↓↓↓

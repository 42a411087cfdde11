use codebase_mirror::core::loader::content_hash;
use codebase_mirror::core::{stream_name, verify_stream, AnalysisRecord, FileKind, Metrics, RecordSink};
use codebase_mirror::error::{PipelineError, SerializeError};
use std::fs;
use std::sync::Arc;

fn record(path: &str, module: &str) -> AnalysisRecord {
    AnalysisRecord {
        path: path.to_string(),
        kind: FileKind::Python,
        module: module.to_string(),
        entities: Vec::new(),
        metrics: Metrics::default(),
        content_hash: content_hash(path.as_bytes()),
        parse_degraded: false,
        unresolved_dependencies: Vec::new(),
        loc: 0,
        size_bytes: 0,
    }
}

#[test]
fn stream_names_are_flat_and_safe() {
    assert_eq!(stream_name(""), "root");
    assert_eq!(stream_name("src"), "src");
    assert_eq!(stream_name("src/app"), "src__app");
    assert_eq!(stream_name("my dir/v1.2"), "my_dir__v1.2");
    assert_eq!(stream_name("a/ü"), "a___");
}

#[tokio::test]
async fn concurrent_writes_produce_whole_lines() {
    let dir = tempfile::tempdir().unwrap();
    let sink = Arc::new(RecordSink::open(dir.path()).unwrap());

    let mut handles = Vec::new();
    for i in 0..50 {
        let sink = sink.clone();
        handles.push(tokio::spawn(async move {
            sink.write(&record(&format!("src/f{i}.py"), "src")).await
        }));
    }
    for handle in handles {
        handle.await.unwrap().unwrap();
    }

    let partial = dir.path().join("src.jsonl.partial");
    assert!(partial.exists());
    assert!(!dir.path().join("src.jsonl").exists());

    let report = sink.finish().await;
    assert!(report.errors.is_empty());
    assert_eq!(report.records_written(), 50);
    assert_eq!(report.streams.len(), 1);
    assert_eq!(report.streams[0].name, "src");

    let stream = dir.path().join("src.jsonl");
    assert_eq!(report.streams[0].path, stream);
    assert!(!partial.exists());
    assert_eq!(verify_stream(&stream).unwrap(), 50);

    let mut paths: Vec<String> = fs::read_to_string(&stream)
        .unwrap()
        .lines()
        .map(|line| serde_json::from_str::<AnalysisRecord>(line).unwrap().path)
        .collect();
    paths.sort();
    paths.dedup();
    assert_eq!(paths.len(), 50);
}

#[tokio::test]
async fn records_are_routed_by_module() {
    let dir = tempfile::tempdir().unwrap();
    let sink = RecordSink::open(dir.path()).unwrap();

    sink.write(&record("a.py", "")).await.unwrap();
    sink.write(&record("pkg/b.py", "pkg")).await.unwrap();
    sink.write(&record("pkg/sub/c.py", "pkg/sub")).await.unwrap();
    sink.write(&record("pkg/d.py", "pkg")).await.unwrap();

    let report = sink.finish().await;
    let streams: Vec<(&str, usize)> = report
        .streams
        .iter()
        .map(|s| (s.name.as_str(), s.records))
        .collect();
    assert_eq!(streams, vec![("pkg", 2), ("pkg__sub", 1), ("root", 1)]);
}

#[tokio::test]
async fn writes_after_finish_are_rejected() {
    let dir = tempfile::tempdir().unwrap();
    let sink = RecordSink::open(dir.path()).unwrap();
    sink.write(&record("a.py", "")).await.unwrap();
    sink.finish().await;

    let err = sink.write(&record("b.py", "")).await.unwrap_err();
    assert!(matches!(err, SerializeError::Finalized(name) if name == "root"));
    assert_eq!(verify_stream(&dir.path().join("root.jsonl")).unwrap(), 1);
}

#[test]
fn open_removes_streams_from_an_earlier_run() {
    let dir = tempfile::tempdir().unwrap();
    fs::write(dir.path().join("old.jsonl"), "{}\n").unwrap();
    fs::write(dir.path().join("old.jsonl.partial"), "{").unwrap();
    fs::write(dir.path().join("run_summary.json"), "{}").unwrap();

    let sink = RecordSink::open(dir.path()).unwrap();
    assert_eq!(sink.dir(), dir.path());
    assert!(!dir.path().join("old.jsonl").exists());
    assert!(!dir.path().join("old.jsonl.partial").exists());
    assert!(dir.path().join("run_summary.json").exists());
}

#[test]
fn open_fails_when_output_is_a_file() {
    let dir = tempfile::tempdir().unwrap();
    let blocker = dir.path().join("out");
    fs::write(&blocker, "file").unwrap();

    let err = RecordSink::open(&blocker).err().unwrap();
    assert!(matches!(err, PipelineError::OutputUnavailable { .. }));
}

#[test]
fn verify_stream_points_at_the_bad_line() {
    let dir = tempfile::tempdir().unwrap();
    let path = dir.path().join("root.jsonl");
    let good = serde_json::to_string(&record("a.py", "")).unwrap();
    fs::write(&path, format!("{good}\n{{\"path\": 1}}\n")).unwrap();

    match verify_stream(&path) {
        Err(SerializeError::Invalid { line, .. }) => assert_eq!(line, 2),
        other => panic!("expected an invalid line, got {other:?}"),
    }
}

#[tokio::test]
async fn failed_finalization_names_the_stream_and_keeps_the_partial() {
    let dir = tempfile::tempdir().unwrap();
    let sink = RecordSink::open(dir.path()).unwrap();
    sink.write(&record("lib/a.py", "lib")).await.unwrap();
    sink.write(&record("b.py", "")).await.unwrap();

    // A directory in the way of the rename.
    fs::create_dir(dir.path().join("lib.jsonl")).unwrap();
    fs::write(dir.path().join("lib.jsonl/keep"), b"").unwrap();

    let report = sink.finish().await;
    assert_eq!(report.errors.len(), 1);
    assert_eq!(report.errors[0].name, "lib");
    assert!(matches!(
        &report.errors[0].error,
        SerializeError::Write { stream, .. } if stream == "lib"
    ));
    assert_eq!(report.streams.len(), 1);
    assert_eq!(report.streams[0].name, "root");
    assert!(dir.path().join("lib.jsonl.partial").exists());
}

↑↑↑

• Exercise directions
Copy every line of the material above in which the string "jsonl" can be found.

• Answer for this exercise
    let partial = dir.path().join("src.jsonl.partial");
    assert!(!dir.path().join("src.jsonl").exists());
    let stream = dir.path().join("src.jsonl");
    assert_eq!(verify_stream(&dir.path().join("root.jsonl")).unwrap(), 1);
    fs::write(dir.path().join("old.jsonl"), "{}\n").unwrap();
    fs::write(dir.path().join("old.jsonl.partial"), "{").unwrap();
    assert!(!dir.path().join("old.jsonl").exists());
    assert!(!dir.path().join("old.jsonl.partial").exists());
    let path = dir.path().join("root.jsonl");
    fs::create_dir(dir.path().join("lib.jsonl")).unwrap();
    fs::write(dir.path().join("lib.jsonl/keep"), b"").unwrap();
    assert!(dir.path().join("lib.jsonl.partial").exists());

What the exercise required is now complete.